Abstract

Background Compared with conventionally measured trough level (C0), cyclosporine 2-hour postdose (C2) concentrations show a better correlation with the area under the curve and acute graft rejection. Objectives We evaluated the relationships of C0 and C2 with long-term graft survival among kidney transplant recipients. Methods In a case-control design, we selected 215 adult kidney recipients. Inclusion criteria were more than 18 years of age at transplantation and at least 6 months of follow-up. The case group consisted of patients with graft loss ( n = 17) and a control group, patients with functioning grafts ( n = 198). The C0 and C2 levels for the first 6 months posttransplantation, along with demographic and clinical data, were compared between the two groups using univariate analysis. P < .05 was considered to be significant. Results The mean age at transplantation was 40.5 ± 16.5 years. The mean follow-up duration was 18 ± 14 months. The mean C0 values for the case and control groups were 257.8 ± 126.5 and 248.5 ± 104.4 μmol/L, respectively ( P > .05).
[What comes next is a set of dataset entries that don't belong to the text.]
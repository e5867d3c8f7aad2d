//! Normalisation of entropies onto [0, 1]
//!
//! Compressivity is `1 - entropy / raw`, where `raw` is the entropy of the
//! same sweep had every mask been equally likely (`W ln Z`). One means fully
//! compressible. Values above `raw` clamp to zero.
//!
//! Two algebraically equal forms are used. When the entropy lies wholly
//! below `raw`, `(raw - entropy) / raw` keeps the small difference exact. When
//! the intervals touch, `1 - entropy / raw` avoids subtracting overlapping
//! intervals.

use fracterval::{Fru128, Reciprocal};

/// Precomputed `1 / raw` for normalising many entropies against one raw
/// entropy
#[derive(Debug, Clone, Copy)]
pub struct Normalizer {
    recip: Reciprocal,
    raw: Fru128,
}

impl Normalizer {
    pub fn new(raw: Fru128, overflow: &mut bool) -> Self {
        let recip = if raw.lower() == 0 {
            Reciprocal::new(Fru128::ONE, overflow)
        } else {
            Reciprocal::new(raw, overflow)
        };
        Self { recip, raw }
    }

    pub fn raw(&self) -> Fru128 {
        self.raw
    }

    /// `1 - entropy / raw`, clamped to [0, 1]. A zero raw entropy (a single
    /// possible mask) counts as fully compressible.
    #[inline]
    pub fn compressivity(&self, entropy: Fru128, overflow: &mut bool) -> Fru128 {
        if self.raw.lower() == 0 {
            return Fru128::ONE;
        }
        // the true ratio never exceeds one, so saturation here is sound
        let mut clipped = false;
        if entropy.upper() < self.raw.lower() {
            let slack = self.raw.subtract_clamped(entropy, overflow);
            self.recip.apply(slack, &mut clipped)
        } else {
            self.recip.apply(entropy, &mut clipped).not()
        }
    }
}

/// Agnentropy normalised against `raw = W ln Z`
pub fn compressivity(entropy: Fru128, raw: Fru128, overflow: &mut bool) -> Fru128 {
    Normalizer::new(raw, overflow).compressivity(entropy, overflow)
}

/// Logfreedom normalised against `raw = W ln Z`
pub fn dyspoissonism(logfreedom: Fru128, raw: Fru128, overflow: &mut bool) -> Fru128 {
    compressivity(logfreedom, raw, overflow)
}

/// Shannon entropy normalised against `raw = W ln Z`
pub fn shannonism(shannon: Fru128, raw: Fru128, overflow: &mut bool) -> Fru128 {
    compressivity(shannon, raw, overflow)
}

/// Diventropy normalised against `raw = W ln Z`
pub fn divcompressivity(diventropy: Fru128, raw: Fru128, overflow: &mut bool) -> Fru128 {
    compressivity(diventropy, raw, overflow)
}

#[cfg(test)]
mod tests {
    use super::*;
    use math_cache::scale::{exact_log_scaled, int_scaled};

    fn raw(sweep_len: u64, span: u64) -> Fru128 {
        let mut overflow = false;
        exact_log_scaled(span, &mut overflow).multiply_u64(sweep_len, &mut overflow)
    }

    #[test]
    fn test_zero_entropy_is_fully_compressible() {
        let mut overflow = false;
        let c = compressivity(Fru128::ZERO, raw(8, 256), &mut overflow);
        assert!(!overflow);
        assert!(c.lower_f64() > 1.0 - 1e-15);
    }

    #[test]
    fn test_half_raw_is_half() {
        let mut overflow = false;
        let raw = raw(16, 256);
        let half = raw.shift_right(1);
        let c = shannonism(half, raw, &mut overflow);
        assert!(!overflow);
        assert!((c.to_f64() - 0.5).abs() < 1e-12);
    }

    #[test]
    fn test_entropy_above_raw_clamps_to_zero() {
        let mut overflow = false;
        let raw = raw(4, 16);
        let c = compressivity(raw.add(int_scaled(3), &mut overflow), raw, &mut overflow);
        assert!(!overflow);
        assert!(c.upper_f64() < 1e-15);
    }

    #[test]
    fn test_entropy_equal_to_raw_is_near_zero() {
        let mut overflow = false;
        let raw = raw(4, 16);
        let c = dyspoissonism(raw, raw, &mut overflow);
        assert!(c.contains(&Fru128::ZERO) || c.upper_f64() < 1e-15);
    }

    #[test]
    fn test_zero_raw_is_one() {
        let mut overflow = false;
        assert_eq!(
            divcompressivity(Fru128::ZERO, Fru128::ZERO, &mut overflow),
            Fru128::ONE
        );
        assert!(!overflow);
    }
}
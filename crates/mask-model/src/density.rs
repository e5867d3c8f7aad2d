//! Densify
//!
//! Drops mask values absent from both needle and haystack, renumbering the
//! survivors in order. The smaller span shrinks tables and caches and keeps
//! unused symbols from diluting span-normalised metrics.

use crate::MaskError;

/// One bit per possible mask value
#[derive(Debug, Clone, PartialEq, Eq)]
pub struct UsedBitmap {
    words: Vec<u64>,
    mask_max: u32,
}

impl UsedBitmap {
    pub fn try_new(mask_max: u32) -> Result<Self, MaskError> {
        let len = (mask_max as usize >> 6) + 1;
        let mut words = Vec::new();
        words
            .try_reserve_exact(len)
            .map_err(|_| MaskError::AllocationFailed {
                what: "used-mask bitmap",
                len,
            })?;
        words.resize(len, 0);
        Ok(Self { words, mask_max })
    }

    pub fn mask_max(&self) -> u32 {
        self.mask_max
    }

    /// Marks every mask in `masks` as used. Call once per list to build the
    /// joint needle and haystack bitmap.
    pub fn mark(&mut self, masks: &[u32]) -> Result<(), MaskError> {
        if let Some(index) = masks.iter().position(|&m| m > self.mask_max) {
            return Err(MaskError::MaskOutOfRange {
                mask: masks[index],
                index,
                mask_max: self.mask_max,
            });
        }
        for &m in masks {
            self.words[m as usize >> 6] |= 1 << (m & 63);
        }
        Ok(())
    }

    #[inline]
    pub fn is_used(&self, mask: u32) -> bool {
        self.words[mask as usize >> 6] & (1 << (mask & 63)) != 0
    }

    pub fn count_used(&self) -> u64 {
        self.words.iter().map(|w| w.count_ones() as u64).sum()
    }

    pub fn clear(&mut self) {
        self.words.fill(0);
    }
}

/// Forward and inverse remapping built from a `UsedBitmap`
#[derive(Debug, Clone)]
pub struct DensityMap {
    used: UsedBitmap,
    /// Used masks below each word
    ranks: Vec<u32>,
    /// Dense index to original mask
    inverse: Vec<u32>,
}

impl DensityMap {
    pub fn build(used: &UsedBitmap) -> Result<Self, MaskError> {
        let count = used.count_used() as usize;
        if count == 0 {
            return Err(MaskError::EmptyList);
        }

        let mut ranks = Vec::new();
        ranks
            .try_reserve_exact(used.words.len())
            .map_err(|_| MaskError::AllocationFailed {
                what: "density ranks",
                len: used.words.len(),
            })?;
        let mut inverse = Vec::new();
        inverse
            .try_reserve_exact(count)
            .map_err(|_| MaskError::AllocationFailed {
                what: "density inverse",
                len: count,
            })?;

        let mut below = 0u32;
        for (i, &word) in used.words.iter().enumerate() {
            ranks.push(below);
            below += word.count_ones();
            let mut bits = word;
            while bits != 0 {
                let bit = bits.trailing_zeros();
                inverse.push(((i as u32) << 6) | bit);
                bits &= bits - 1;
            }
        }

        Ok(Self {
            used: used.clone(),
            ranks,
            inverse,
        })
    }

    /// Ceiling of the dense mask space
    pub fn mask_max(&self) -> u32 {
        (self.inverse.len() - 1) as u32
    }

    /// Dense index of a used mask
    #[inline]
    pub fn forward(&self, mask: u32) -> u32 {
        let word = self.used.words[mask as usize >> 6];
        let below = word & ((1u64 << (mask & 63)) - 1);
        self.ranks[mask as usize >> 6] + below.count_ones()
    }

    /// Original mask of a dense index
    #[inline]
    pub fn inverse(&self, dense: u32) -> u32 {
        self.inverse[dense as usize]
    }

    /// Renumbers masks in place. Every mask must be marked in the bitmap.
    pub fn densify(&self, masks: &mut [u32]) -> Result<(), MaskError> {
        if let Some(index) = masks
            .iter()
            .position(|&m| m > self.used.mask_max || !self.used.is_used(m))
        {
            return Err(MaskError::MaskOutOfRange {
                mask: masks[index],
                index,
                mask_max: self.used.mask_max,
            });
        }
        for m in masks.iter_mut() {
            *m = self.forward(*m);
        }
        Ok(())
    }

    /// Restores the original masks.
    pub fn undensify(&self, masks: &mut [u32]) -> Result<(), MaskError> {
        let mask_max = self.mask_max();
        if let Some(index) = masks.iter().position(|&m| m > mask_max) {
            return Err(MaskError::MaskOutOfRange {
                mask: masks[index],
                index,
                mask_max,
            });
        }
        for m in masks.iter_mut() {
            *m = self.inverse(*m);
        }
        Ok(())
    }
}
//! Math Caches
//!
//! Numeric services consumed by the sweep engine:
//! - `LogCache`: direct-mapped memo of `ln(n)` and `ln(n) - ln(n-1)`
//! - `LogGammaCache`: immutable `ln Γ(n)` table with a Stirling fallback
//! - `PopulationCache`: frequency-of-frequencies histogram for logfreedom

mod alloc;
mod error;
mod log_cache;
mod log_gamma;
mod population;
pub mod scale;

pub use error::CacheError;
pub use log_cache::{CacheStats, LogCache, MAX_BITS, MIN_BITS};
pub use log_gamma::{LogGammaCache, DEFAULT_TABLE_LEN, STIRLING_MIN};
pub use population::PopulationCache;
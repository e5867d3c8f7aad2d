//! Transcendental constants, truncated to 128 fraction bits.

use crate::fru128::Fru128;

/// `ln 2`.
pub const LN2: Fru128 = Fru128::fractoid(0xb172_17f7_d1cf_79ab_c9e3_b398_03f2_f6af);

/// `ln(2 pi) / 2`, the constant term of Stirling's series.
pub const HALF_LN_2PI: Fru128 = Fru128::fractoid(0xeb3f_8e43_25f5_a534_94bc_9001_4419_2023);
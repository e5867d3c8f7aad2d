//! Sliding-window driver shared by every metric
//!
//! The first sweep is accrued in full. Each later offset drops one mask off
//! the trailing edge and takes one on at the leading edge; kernels fold that
//! exchange into their running sums in constant time.

use fracterval::Fru128;
use mask_model::FreqTable;
use rank_list::RankList;

/// A running metric over the current sweep
pub(crate) trait SweepKernel {
    /// Moves one mask out of the sweep and another in. Never called with
    /// equal masks.
    fn step(&mut self, exiting: u32, entering: u32, overflow: &mut bool);

    /// Score of the current sweep
    fn score(&mut self, overflow: &mut bool) -> Fru128;
}

/// Accrues the first sweep into `sweep`, collecting each distinct mask once.
pub(crate) fn begin(sweep: &mut FreqTable, distinct: &mut Vec<u32>, masks: &[u32]) {
    distinct.clear();
    for &mask in masks {
        if sweep.increment(mask) == 1 {
            distinct.push(mask);
        }
    }
}

/// Scores every sweep of `masks`, offering each to `ranks`. Returns the
/// number of sweeps.
pub(crate) fn run<K: SweepKernel>(
    kernel: &mut K,
    masks: &[u32],
    sweep_len: usize,
    ranks: &mut RankList,
    overflow: &mut bool,
) -> u64 {
    let sweep_count = masks.len() - sweep_len + 1;
    let mut score = kernel.score(overflow);
    ranks.insert(score, 0);

    for (base, (&exiting, &entering)) in masks.iter().zip(&masks[sweep_len..]).enumerate() {
        if exiting != entering {
            kernel.step(exiting, entering, overflow);
            score = kernel.score(overflow);
        }
        ranks.insert(score, base as u64 + 1);
    }
    sweep_count as u64
}

/// The last sweep of `masks`, the one left accrued after `run`
pub(crate) fn last_sweep(masks: &[u32], sweep_len: usize) -> &[u32] {
    &masks[masks.len() - sweep_len..]
}

#[cfg(test)]
mod tests {
    use super::*;
    use rank_list::RankOrder;

    /// Sum of masks in the sweep
    struct Sum {
        total: u128,
        steps: usize,
    }

    impl SweepKernel for Sum {
        fn step(&mut self, exiting: u32, entering: u32, _: &mut bool) {
            self.total = self.total - exiting as u128 + entering as u128;
            self.steps += 1;
        }

        fn score(&mut self, _: &mut bool) -> Fru128 {
            Fru128::fractoid(self.total)
        }
    }

    #[test]
    fn test_run_visits_every_offset() {
        let masks = [1, 2, 3, 3, 4];
        let mut kernel = Sum { total: 6, steps: 0 };
        let mut ranks = RankList::try_new(8, RankOrder::Unranked).unwrap();
        let mut overflow = false;
        let count = run(&mut kernel, &masks, 3, &mut ranks, &mut overflow);

        assert_eq!(count, 3);
        let totals: Vec<u128> = ranks.scores().map(|s| s.lower()).collect();
        assert_eq!(totals, vec![6, 8, 10]);
        assert_eq!(ranks.offsets().collect::<Vec<_>>(), vec![0, 1, 2]);
        assert_eq!(kernel.steps, 2);
    }

    #[test]
    fn test_equal_exchange_skips_step() {
        let masks = [5, 1, 5, 1, 5];
        let mut kernel = Sum { total: 6, steps: 0 };
        let mut ranks = RankList::try_new(1, RankOrder::Descending).unwrap();
        let mut overflow = false;
        run(&mut kernel, &masks, 2, &mut ranks, &mut overflow);
        assert_eq!(kernel.steps, 0);
        assert_eq!(ranks.offsets().collect::<Vec<_>>(), vec![0]);
    }

    #[test]
    fn test_begin_collects_distinct() {
        let mut table = FreqTable::try_new(15).unwrap();
        let mut distinct = Vec::new();
        begin(&mut table, &mut distinct, &[3, 1, 3, 3, 9]);
        assert_eq!(distinct, vec![3, 1, 9]);
        assert_eq!(table.count(3), 3);
        assert_eq!(table.total(), 5);
        assert_eq!(last_sweep(&[1, 2, 3, 4], 3), &[2, 3, 4]);
    }
}
//! 64-bit Fracterval
//!
//! Cache width. Logs of small integers are stored in this form.

use serde::{Deserialize, Serialize};

use crate::common::fracterval_common;
use crate::fru128::Fru128;

/// Sound interval `[lower/2^64, (upper+1)/2^64)`.
#[derive(Debug, Clone, Copy, PartialEq, Eq, Hash, Serialize, Deserialize)]
pub struct Fru64 {
    lower: u64,
    upper: u64,
}

fracterval_common!(Fru64, u64, 64);

impl Fru64 {
    /// Product of two fractions. Cannot overflow.
    #[inline]
    pub fn multiply(self, other: Self) -> Self {
        let lower = (self.lower as u128 * other.lower as u128) >> 64;
        let (a, b) = (self.upper as u128, other.upper as u128);
        let upper = (a * b + a + b) >> 64;
        Self {
            lower: lower as u64,
            upper: upper as u64,
        }
    }

    /// Product with the exact fraction `m/2^64`.
    #[inline]
    pub fn multiply_mantissa(self, m: u64) -> Self {
        if m == 0 {
            return Self::ZERO;
        }
        let m = m as u128;
        Self {
            lower: ((self.lower as u128 * m) >> 64) as u64,
            upper: ((self.upper as u128 * m + m - 1) >> 64) as u64,
        }
    }

    /// Product with an integer. Saturates and raises `overflow` past one.
    #[inline]
    pub fn multiply_u64(self, k: u64, overflow: &mut bool) -> Self {
        if k == 0 {
            return Self::ZERO;
        }
        let lower = match self.lower.checked_mul(k) {
            Some(v) => v,
            None => {
                *overflow = true;
                return Self::ONE;
            }
        };
        let upper = match self.upper.checked_mul(k).and_then(|v| v.checked_add(k - 1)) {
            Some(v) => v,
            None => {
                *overflow = true;
                u64::MAX
            }
        };
        Self { lower, upper }
    }

    /// Quotient of two fractions, clipped at one.
    pub fn divide(self, divisor: Self, overflow: &mut bool) -> Self {
        let lower = (self.lower as u128) << 64;
        let lower = lower / (divisor.upper as u128 + 1);
        if lower > u64::MAX as u128 {
            *overflow = true;
            return Self::ONE;
        }
        let upper = if divisor.lower == 0 {
            *overflow = true;
            u64::MAX
        } else {
            let numerator = ((self.upper as u128) << 64) | u64::MAX as u128;
            let q = numerator / divisor.lower as u128;
            if q > u64::MAX as u128 {
                *overflow = true;
                u64::MAX
            } else {
                q as u64
            }
        };
        Self {
            lower: lower as u64,
            upper,
        }
    }

    /// The fraction `numerator/denominator` as a fractoid.
    pub fn from_ratio(numerator: u64, denominator: u64, overflow: &mut bool) -> Self {
        if numerator == denominator && denominator != 0 {
            return Self::ONE;
        }
        if denominator == 0 || numerator > denominator {
            *overflow = true;
            return Self::ONE;
        }
        Self::fractoid((((numerator as u128) << 64) / denominator as u128) as u64)
    }

    /// Extends to 128-bit mantissas without losing soundness.
    #[inline]
    pub const fn widen(self) -> Fru128 {
        Fru128::from_bounds(
            (self.lower as u128) << 64,
            ((self.upper as u128) << 64) | u64::MAX as u128,
        )
    }

    pub(crate) const fn from_bounds(lower: u64, upper: u64) -> Self {
        Self { lower, upper }
    }
}
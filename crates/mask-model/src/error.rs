//! Mask Error Types

use thiserror::Error;

/// Errors from mask extraction and preprocessing
#[derive(Debug, Clone, PartialEq, Eq, Error)]
pub enum MaskError {
    /// Granularity outside 0..=3
    #[error("Invalid granularity {0}, expected 0 to 3")]
    InvalidGranularity(u8),

    /// Buffer holds no complete mask
    #[error("{len} bytes is too small for a mask of {mask_size} bytes")]
    TooSmall { len: usize, mask_size: usize },

    /// Mask ceiling exceeds what the granularity can express
    #[error("mask_max {mask_max:#X} exceeds {limit:#X} for granularity {granularity}")]
    MaskMaxTooLarge {
        mask_max: u32,
        limit: u32,
        granularity: u8,
    },

    /// Mask value above the declared ceiling
    #[error("Mask {mask:#X} at index {index} exceeds mask_max {mask_max:#X}")]
    MaskOutOfRange { mask: u32, index: usize, mask_max: u32 },

    /// Channelized deltas need every byte lane present
    #[error("Channelized deltas need the full-width mask_max {expected:#X}, got {mask_max:#X}")]
    ChannelizeNeedsFullWidth { mask_max: u32, expected: u32 },

    /// Too many delta passes
    #[error("Delta count {0} exceeds the maximum of 3")]
    DeltaCount(u8),

    /// Signed interpretation needs a power-of-two mask span
    #[error("Sign detection needs mask_max + 1 to be a power of two, got mask_max {0:#X}")]
    SpanNotPowerOfTwo(u32),

    /// Table subtraction would go negative
    #[error("Table subtraction underflows at mask {mask:#X}")]
    TableUnderflow { mask: u32 },

    /// Operation needs at least one mask
    #[error("Mask list is empty")]
    EmptyList,

    /// Storage could not be reserved
    #[error("Failed to allocate {len} entries for {what}")]
    AllocationFailed { what: &'static str, len: usize },
}
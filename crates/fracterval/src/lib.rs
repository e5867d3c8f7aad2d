//! Fracterval Arithmetic
//!
//! Sound fixed-point interval numbers for entropy accumulation:
//! - `Fru64` and `Fru128` fractions with overflow reported through a flag
//! - `Reciprocal` for multiplying instead of dividing in hot loops
//! - exact `ln` and log-delta of integers with bounded error

mod common;
pub mod constants;
mod fru128;
mod fru64;
pub mod log;
mod reciprocal;
mod wide;

pub use constants::{HALF_LN_2PI, LN2};
pub use fru128::Fru128;
pub use fru64::Fru64;
pub use log::{log_delta_u64, log_u64};
pub use reciprocal::Reciprocal;
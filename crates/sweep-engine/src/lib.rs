//! Sweep Engine
//!
//! Scores every sliding window ("sweep") of a mask list in one pass:
//! - Single-distribution metrics: agnentropy, logfreedom, Shannon entropy,
//!   obtuse variance and kurtosis, plus their [0, 1] normalisations
//! - Divergence against a preloaded needle: diventropy, Jensen-Shannon and
//!   Leidich divergence, and exo-entropy against the sweep's complement
//! - Top-K ranking or a full unranked dump of the per-sweep scores
//!
//! Each sweep after the first is updated from the two masks that changed
//! membership, so a whole buffer costs amortized constant time per offset.

pub mod config;
mod context;
pub mod convert;
mod divergence;
mod entropy;
mod logs;
pub mod mode;
mod result;
mod sweep;

pub use config::{EngineConfig, API_VERSION};
pub use context::{Context, MaskMaxOverride};
pub use convert::{compressivity, divcompressivity, dyspoissonism, shannonism, Normalizer};
pub use mode::{Capability, Mode, ModeKind, ModeSet};
pub use result::{TransformRequest, TransformResult};

pub use fracterval::Fru128;
pub use rank_list::RankOrder;

use mask_model::MaskError;
use math_cache::CacheError;
use rank_list::RankError;
use thiserror::Error;

/// Engine error types
#[derive(Error, Debug, Clone, PartialEq, Eq)]
pub enum EngineError {
    #[error(transparent)]
    Mask(#[from] MaskError),

    #[error(transparent)]
    Cache(#[from] CacheError),

    #[error(transparent)]
    Rank(#[from] RankError),

    #[error("Mode set is empty")]
    EmptyModeSet,

    #[error("Kurtosis and variance need mask_max + 1 to be a power of two, got mask_max {0:#X}")]
    MaskMaxNotPow2Minus1(u32),

    #[error("Sweep index limit {sweep} exceeds mask index limit {masks}")]
    SweepLimitExceedsMaskLimit { sweep: u64, masks: u64 },

    #[error("Mask index limit {0} exceeds the frequency counter range")]
    MaskIdxMaxTooLarge(u64),

    #[error("API version {required} required, {available} available")]
    ApiVersion { required: u32, available: u32 },

    #[error("Failed to allocate {len} entries for {what}")]
    AllocationFailed { what: &'static str, len: usize },

    #[error("Mask max override is refused while kurtosis or variance is enabled")]
    OverrideWithMoments,

    #[error("Mask max override {requested:#X} exceeds allocated {allocated:#X}")]
    OverrideTooLarge { requested: u32, allocated: u32 },

    #[error("Mode {0} is not enabled in this context")]
    ModeNotEnabled(Mode),

    #[error("Mode {mode} is not a {expected} mode")]
    ModeKind { mode: Mode, expected: ModeKind },

    #[error("No enabled mode uses a needle")]
    NeedleUnused,

    #[error("Mode {0} needs a needle loaded first")]
    NeedleMissing(Mode),

    #[error("Sweep length must be nonzero")]
    SweepEmpty,

    #[error("Sweep of {sweep} masks exceeds list of {masks}")]
    SweepTooLong { sweep: u64, masks: u64 },

    #[error("Sweep of {sweep} masks exceeds the configured limit {max}")]
    SweepLimit { sweep: u64, max: u64 },

    #[error("List of {len} masks exceeds the configured limit {max}")]
    ListTooLong { len: u64, max: u64 },

    #[error("Needle and sweep mask counts are too large for {0}")]
    ProductTooLarge(Mode),
}
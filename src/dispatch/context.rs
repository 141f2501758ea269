//! Per-request input handed to the dispatcher.

use std::collections::HashMap;

use axum::http::HeaderMap;
use serde_json::Value;

use crate::query::QueryParams;
use crate::routing::HttpMethod;

/// What a dynamic response function can see of the request.
#[derive(Debug, Clone)]
pub struct RequestContext {
    /// Method the request arrived with.
    pub method: HttpMethod,
    /// Concrete request path (not the route pattern).
    pub path: String,
    /// Path captures, keyed by parameter name.
    pub params: HashMap<String, String>,
    /// Decoded query parameters.
    pub query: QueryParams,
    /// Request headers.
    pub headers: HeaderMap,
    /// JSON body, when the request carried one that parsed.
    pub body: Option<Value>,
}

impl RequestContext {
    /// A context with no params, query, headers or body.
    pub fn new(method: HttpMethod, path: impl Into<String>) -> Self {
        Self {
            method,
            path: path.into(),
            params: HashMap::new(),
            query: QueryParams::default(),
            headers: HeaderMap::new(),
            body: None,
        }
    }

    pub fn with_query(mut self, query: QueryParams) -> Self {
        self.query = query;
        self
    }

    pub fn with_param(mut self, name: impl Into<String>, value: impl Into<String>) -> Self {
        self.params.insert(name.into(), value.into());
        self
    }

    pub fn with_body(mut self, body: Value) -> Self {
        self.body = Some(body);
        self
    }

    /// Path capture by name.
    pub fn param(&self, name: &str) -> Option<&str> {
        self.params.get(name).map(String::as_str)
    }
}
The values for C2 were 712.7 ± 273.2 and 886.2 ± 266.9 μmol/L, respectively ( P = .01). Conclusions We observed that C2, but not C0, in the first 6 months posttransplantation were a predictor of long-term graft survival. The findings here in supported the results of other studies that have proposed cyclosporine concentration monitoring by C2 rather than C0 measurements.